Importance: Patients with acute kidney injury (AKI) are at an increased long-term risk of death. Effective strategies that improve long-term outcomes in patients with AKI are unknown. Objective: To evaluate whether the use of angiotensin-converting enzyme inhibitors (ACEIs) or angiotensin receptor blockers (ARBs) after hospital discharge is associated with better outcomes in patients with AKI. Design, Setting, and Participants: This retrospective cohort study used data from the Alberta Kidney Disease Network population database to evaluate 46 253 adults 18 years or older with an episode of AKI during a hospitalization between July 1, 2008, and March 31, 2015, in Alberta, Canada. All patients who survived to hospital discharge were followed up for a minimum of 2 years. Exposures: Use of an ACEI or ARB within 6 months after hospital discharge. Main Outcomes and Measures: The primary outcome was mortality; secondary outcomes included hospitalization for a renal cause, end-stage renal disease (ESRD), and a composite outcome of ESRD or sustained doubling of serum creatinine concentration. An AKI was defined as a 50% increase between prehospital and peak in-hospital serum creatinine concentrations. Propensity scores were used to construct a matched-pairs cohort of patients who did and did not have a prescription for an ACEI or ARB within 6 months after hospital discharge. Results: The study evaluated 46 253 adults (mean [SD] age, 68.6 [16.4] years; 24 436 [52.8%] male).

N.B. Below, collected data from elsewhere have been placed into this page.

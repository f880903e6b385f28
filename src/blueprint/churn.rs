//! Git churn metrics per symbol line range.
//!
//! Uses `git blame --porcelain` over the symbol's range to count distinct
//! commits, then filters to the last seven days for the edit frequency.
//! Best-effort: any git failure yields no overlay.

use serde::{Deserialize, Serialize};
use std::collections::HashSet;
use std::path::{Path, PathBuf};
use std::process::Command;

const WEEK_SECONDS: i64 = 7 * 24 * 3600;

#[derive(Debug, Clone, Serialize, Deserialize)]
pub struct ChurnMetrics {
    /// Distinct commits touching the range, all time.
    pub commit_count: u32,
    /// Distinct commits in the last 7 days.
    pub recent_commits: u32,
    /// Edits per week; currently the 7-day commit count.
    pub edit_frequency: f32,
    /// Unix seconds of the newest commit in range.
    #[serde(skip_serializing_if = "Option::is_none")]
    pub last_commit_time: Option<i64>,
}

pub struct ChurnAnalyzer {
    project_root: PathBuf,
}

impl ChurnAnalyzer {
    pub fn new(project_root: &Path) -> Self {
        Self {
            project_root: project_root.to_path_buf(),
        }
    }

    pub fn analyze(&self, file_path: &str, start: u32, end: u32) -> Option<ChurnMetrics> {
        let output = Command::new("git")
            .args([
                "blame",
                "--porcelain",
                "-L",
                &format!("{start},{end}"),
                "--",
                file_path,
            ])
            .current_dir(&self.project_root)
            .output()
            .ok()?;
        if !output.status.success() {
            return None;
        }
        let text = String::from_utf8_lossy(&output.stdout);
        Some(parse_blame_porcelain(&text, now_unix()))
    }
}

/// Pull commit hashes and committer times out of porcelain blame output.
pub fn parse_blame_porcelain(text: &str, now: i64) -> ChurnMetrics {
    let mut commits: HashSet<&str> = HashSet::new();
    let mut recent: HashSet<&str> = HashSet::new();
    let mut last_time: Option<i64> = None;
    let mut current_commit: Option<&str> = None;

    for line in text.lines() {
        // Header lines start with a 40-hex hash.
        if line.len() >= 40 && line.as_bytes()[..40].iter().all(u8::is_ascii_hexdigit) {
            let hash = &line[..40];
            current_commit = Some(hash);
            commits.insert(hash);
        } else if let Some(time_str) = line.strip_prefix("committer-time ") {
            if let Ok(time) = time_str.trim().parse::<i64>() {
                last_time = Some(last_time.map_or(time, |t| t.max(time)));
                if now - time <= WEEK_SECONDS {
                    if let Some(hash) = current_commit {
                        recent.insert(hash);
                    }
                }
            }
        }
    }

    ChurnMetrics {
        commit_count: commits.len() as u32,
        recent_commits: recent.len() as u32,
        edit_frequency: recent.len() as f32,
        last_commit_time: last_time,
    }
}

fn now_unix() -> i64 {
    std::time::SystemTime::now()
        .duration_since(std::time::UNIX_EPOCH)
        .map(|d| d.as_secs() as i64)
        .unwrap_or(0)
}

Within 6 months of discharge, 22 193 (48.0%) of the participants were prescribed an ACEI or ARB. After adjustment for comorbidities, ACEI or ARB use before admission, demographics, baseline kidney function, other factors related to index hospitalization, and prior health care services, ACEI or ARB use was associated with lower mortality in patients with AKI after 2 years (adjusted hazard ratio, 0.85; 95% CI, 0.81-0.89). However, patients who received an ACEI or ARB had a higher risk of hospitalization for a renal cause (adjusted hazard ratio, 1.28; 95% CI, 1.12-1.46). No association was found between ACEI or ARB use and progression to ESRD. Conclusions and Relevance: Among patients with AKI, ACEI or ARB therapy appeared to be associated with lower mortality but a higher risk of hospitalization for a renal cause. These results suggest a potential benefit of ACEI or ARB use after AKI, but cautious monitoring for renal-specific complications may be warranted.